[离散化] Urban Elevations Uva211

题目描述

An elevation of a collection of buildings is an orthogonal projection of the buildings onto a vertical plane. An external elevation of a city would show the skyline and the faces of the “visible” buildings of the city as viewed from outside the city from a certain direction. A southern elevation shows no sides;it shows the perfectly rectangular faces of buildings or parts of faces of buildings not obstructed on the south by taller buildings. For this problem, you must write a program that determines which buildings of a city are visible in a southern elevation.

For simplicity, assume all the buildings for the elevation are perfect rectangular solids, each with two sides that run directly east-west and two running directly north-south. Your program will find the buildings that appear in a southern elevation based on knowing the positions and heights of each city building. That data can be illustrated by a map of the city as in the diagram on the left below. The southern elevation for that city is illustrated in the diagram on the right.
这里写图片描述
input
Input for your program consists of the numeric description of maps of several cities. The first line of each map contains the number of buildings in the city (a non-negative integer less than 101). Each subsequent line of a map contains data for a single building — 5 real numbers separated by spaces in the following order:

  • x-coordinate of the southwest corner
  • y-coordinate of the southwest corner
  • width of the building (length of the south side)
  • depth of the building (length of the west side)
  • height of the building

Each map is oriented on a rectangular coordinate system so that the positive x-axis points east and the positive y-axis points north. Assume that all input for each map corresponds to a legitimate map (the number of buildings is the same as the number of subsequent lines of input for the map; no two buildings in a single map overlap). Input is terminated by the number 0 representing a map with no buildings.
output
Buildings are numbered according to where their data lines appear in the map’s input data — building#1 corresponding to the first line of building data, building #2 data to the next line, and building #n to the nth line of building data for that map. (Buildings on subsequent maps also begin their numbering with 1.)

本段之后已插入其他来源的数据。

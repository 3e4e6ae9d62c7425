//! Overflow-free span arithmetic.
//!
//! Second counts arrive from config files, provider descriptors, pushed
//! records and permission rules. They are bounded by [`MAX_SPAN_SECS`] at
//! validation time, and every conversion below saturates instead of
//! panicking so an out-of-range value can never take the broker down.

use chrono::{DateTime, TimeDelta, Utc};

/// Longest span accepted anywhere: ten years.
pub const MAX_SPAN_SECS: u64 = 10 * 365 * 24 * 60 * 60;

/// `secs` as a chrono span, clamped to [`MAX_SPAN_SECS`].
pub fn span_secs(secs: u64) -> TimeDelta {
    let secs = i64::try_from(secs.min(MAX_SPAN_SECS)).unwrap_or(i64::MAX);
    TimeDelta::try_seconds(secs).unwrap_or(TimeDelta::MAX)
}

/// `at + span`, saturating at the end of the representable calendar.
pub fn add_span(at: DateTime<Utc>, span: TimeDelta) -> DateTime<Utc> {
    at.checked_add_signed(span).unwrap_or(DateTime::<Utc>::MAX_UTC)
}

/// `at - span`, saturating at the start of the representable calendar.
pub fn sub_span(at: DateTime<Utc>, span: TimeDelta) -> DateTime<Utc> {
    at.checked_sub_signed(span).unwrap_or(DateTime::<Utc>::MIN_UTC)
}

#[cfg(test)]
mod tests {
    use super::*;

    #[test]
    fn test_span_is_clamped() {
        assert_eq!(span_secs(90), TimeDelta::seconds(90));
        assert_eq!(span_secs(u64::MAX), TimeDelta::seconds(MAX_SPAN_SECS as i64));
    }

    #[test]
    fn test_add_and_sub_saturate() {
        let far = DateTime::<Utc>::MAX_UTC - TimeDelta::seconds(10);
        assert_eq!(add_span(far, span_secs(3600)), DateTime::<Utc>::MAX_UTC);
        let early = DateTime::<Utc>::MIN_UTC + TimeDelta::seconds(10);
        assert_eq!(sub_span(early, span_secs(3600)), DateTime::<Utc>::MIN_UTC);

        let now = Utc::now();
        assert_eq!(add_span(now, span_secs(5)), now + TimeDelta::seconds(5));
        assert_eq!(sub_span(now, span_secs(5)), now - TimeDelta::seconds(5));
    }
}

For each map, output begins with line identifying the map (map #1, map #2, etc.) On the next line the numbers of the visible buildings as they appear in the southern elevation, ordered south-to-north, west-to-east. This means that if building n and building m are visible buildings and if the southwest corner of building n is west of the southwest corner of building m, then number n is printed before number m. If building n and building m have the same x-coordinate for their southwest corners and if building n is south of building m, then the number n is printed before the number m.

For this program, a building is considered visible whenever the part of its southern face that appears in the elevation has strictly positive area. One blank line must separate output from consecutive input records.

题解

这题代码是直接搬刘汝佳老师的,但让我初步认识了离散化。这里总结一下自己对离散化的理解。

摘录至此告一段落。